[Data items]
=== Begin Enclosure ===
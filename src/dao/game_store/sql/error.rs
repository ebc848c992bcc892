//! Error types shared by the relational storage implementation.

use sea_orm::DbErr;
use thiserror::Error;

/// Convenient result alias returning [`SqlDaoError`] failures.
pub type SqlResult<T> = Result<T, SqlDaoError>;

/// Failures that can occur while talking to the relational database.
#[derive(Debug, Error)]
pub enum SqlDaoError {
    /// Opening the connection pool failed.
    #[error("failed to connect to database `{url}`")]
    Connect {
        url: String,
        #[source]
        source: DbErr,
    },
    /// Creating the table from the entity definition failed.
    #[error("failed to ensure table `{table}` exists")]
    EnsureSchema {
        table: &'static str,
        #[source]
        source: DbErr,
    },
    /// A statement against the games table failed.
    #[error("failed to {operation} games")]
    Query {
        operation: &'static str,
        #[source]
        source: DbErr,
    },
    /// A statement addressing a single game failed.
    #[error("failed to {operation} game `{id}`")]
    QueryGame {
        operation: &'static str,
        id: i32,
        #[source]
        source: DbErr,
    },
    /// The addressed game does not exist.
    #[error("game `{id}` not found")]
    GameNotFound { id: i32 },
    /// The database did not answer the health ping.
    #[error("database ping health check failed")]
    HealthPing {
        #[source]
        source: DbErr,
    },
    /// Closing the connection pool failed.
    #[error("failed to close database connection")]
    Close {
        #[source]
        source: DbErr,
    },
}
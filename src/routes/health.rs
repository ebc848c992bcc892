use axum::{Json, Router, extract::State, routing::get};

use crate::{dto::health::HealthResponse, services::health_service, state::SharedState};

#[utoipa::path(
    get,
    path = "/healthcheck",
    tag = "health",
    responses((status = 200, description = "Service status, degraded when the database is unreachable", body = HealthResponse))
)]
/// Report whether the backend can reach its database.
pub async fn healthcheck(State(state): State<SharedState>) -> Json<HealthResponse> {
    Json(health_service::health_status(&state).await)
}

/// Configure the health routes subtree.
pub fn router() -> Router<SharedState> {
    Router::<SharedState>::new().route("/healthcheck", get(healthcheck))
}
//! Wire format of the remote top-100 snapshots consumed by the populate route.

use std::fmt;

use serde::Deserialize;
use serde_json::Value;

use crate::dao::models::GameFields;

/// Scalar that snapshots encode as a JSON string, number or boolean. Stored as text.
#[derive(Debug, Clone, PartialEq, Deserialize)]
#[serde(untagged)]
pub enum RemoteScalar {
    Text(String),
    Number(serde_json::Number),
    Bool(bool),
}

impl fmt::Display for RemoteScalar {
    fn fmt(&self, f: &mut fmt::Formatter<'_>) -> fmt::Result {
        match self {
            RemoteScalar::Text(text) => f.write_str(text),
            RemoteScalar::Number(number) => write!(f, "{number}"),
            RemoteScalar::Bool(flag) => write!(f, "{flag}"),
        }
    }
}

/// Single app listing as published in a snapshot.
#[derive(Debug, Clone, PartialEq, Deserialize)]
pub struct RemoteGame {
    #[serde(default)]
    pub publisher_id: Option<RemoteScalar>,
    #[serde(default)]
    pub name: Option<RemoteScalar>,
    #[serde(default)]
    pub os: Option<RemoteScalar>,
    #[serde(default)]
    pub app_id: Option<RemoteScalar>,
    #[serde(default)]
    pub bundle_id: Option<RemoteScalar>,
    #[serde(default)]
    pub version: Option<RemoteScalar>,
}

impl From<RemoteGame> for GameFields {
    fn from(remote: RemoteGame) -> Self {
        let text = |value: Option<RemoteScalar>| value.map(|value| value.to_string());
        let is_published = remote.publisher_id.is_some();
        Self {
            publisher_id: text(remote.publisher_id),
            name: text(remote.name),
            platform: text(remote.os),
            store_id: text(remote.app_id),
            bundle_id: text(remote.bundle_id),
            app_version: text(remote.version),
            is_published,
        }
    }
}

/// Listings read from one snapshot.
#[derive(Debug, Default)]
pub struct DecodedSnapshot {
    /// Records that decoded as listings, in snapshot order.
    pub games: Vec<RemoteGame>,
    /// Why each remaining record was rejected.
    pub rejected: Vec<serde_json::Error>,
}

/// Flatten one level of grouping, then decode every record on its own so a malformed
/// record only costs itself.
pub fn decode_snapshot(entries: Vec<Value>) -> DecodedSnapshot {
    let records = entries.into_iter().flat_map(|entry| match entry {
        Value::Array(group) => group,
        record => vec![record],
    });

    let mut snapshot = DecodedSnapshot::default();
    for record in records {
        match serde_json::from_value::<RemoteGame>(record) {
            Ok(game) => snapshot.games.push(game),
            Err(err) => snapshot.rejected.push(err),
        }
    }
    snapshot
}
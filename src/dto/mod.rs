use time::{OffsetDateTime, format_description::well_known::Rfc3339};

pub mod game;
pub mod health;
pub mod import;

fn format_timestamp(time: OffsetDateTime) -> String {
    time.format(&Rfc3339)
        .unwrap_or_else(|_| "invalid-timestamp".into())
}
=== End Enclosure ===
:: What the task asks ::
Output, from the data above, the lines from the line with "pub enum SqlDaoError" to the line with "Closing the connection pool failed." exactly as they stand, both ends included and nothing else.

:: Exercise solution ::
pub enum SqlDaoError {
    /// Opening the connection pool failed.
    #[error("failed to connect to database `{url}`")]
    Connect {
        url: String,
        #[source]
        source: DbErr,
    },
    /// Creating the table from the entity definition failed.
    #[error("failed to ensure table `{table}` exists")]
    EnsureSchema {
        table: &'static str,
        #[source]
        source: DbErr,
    },
    /// A statement against the games table failed.
    #[error("failed to {operation} games")]
    Query {
        operation: &'static str,
        #[source]
        source: DbErr,
    },
    /// A statement addressing a single game failed.
    #[error("failed to {operation} game `{id}`")]
    QueryGame {
        operation: &'static str,
        id: i32,
        #[source]
        source: DbErr,
    },
    /// The addressed game does not exist.
    #[error("game `{id}` not found")]
    GameNotFound { id: i32 },
    /// The database did not answer the health ping.
    #[error("database ping health check failed")]
    HealthPing {
        #[source]
        source: DbErr,
    },
    /// Closing the connection pool failed.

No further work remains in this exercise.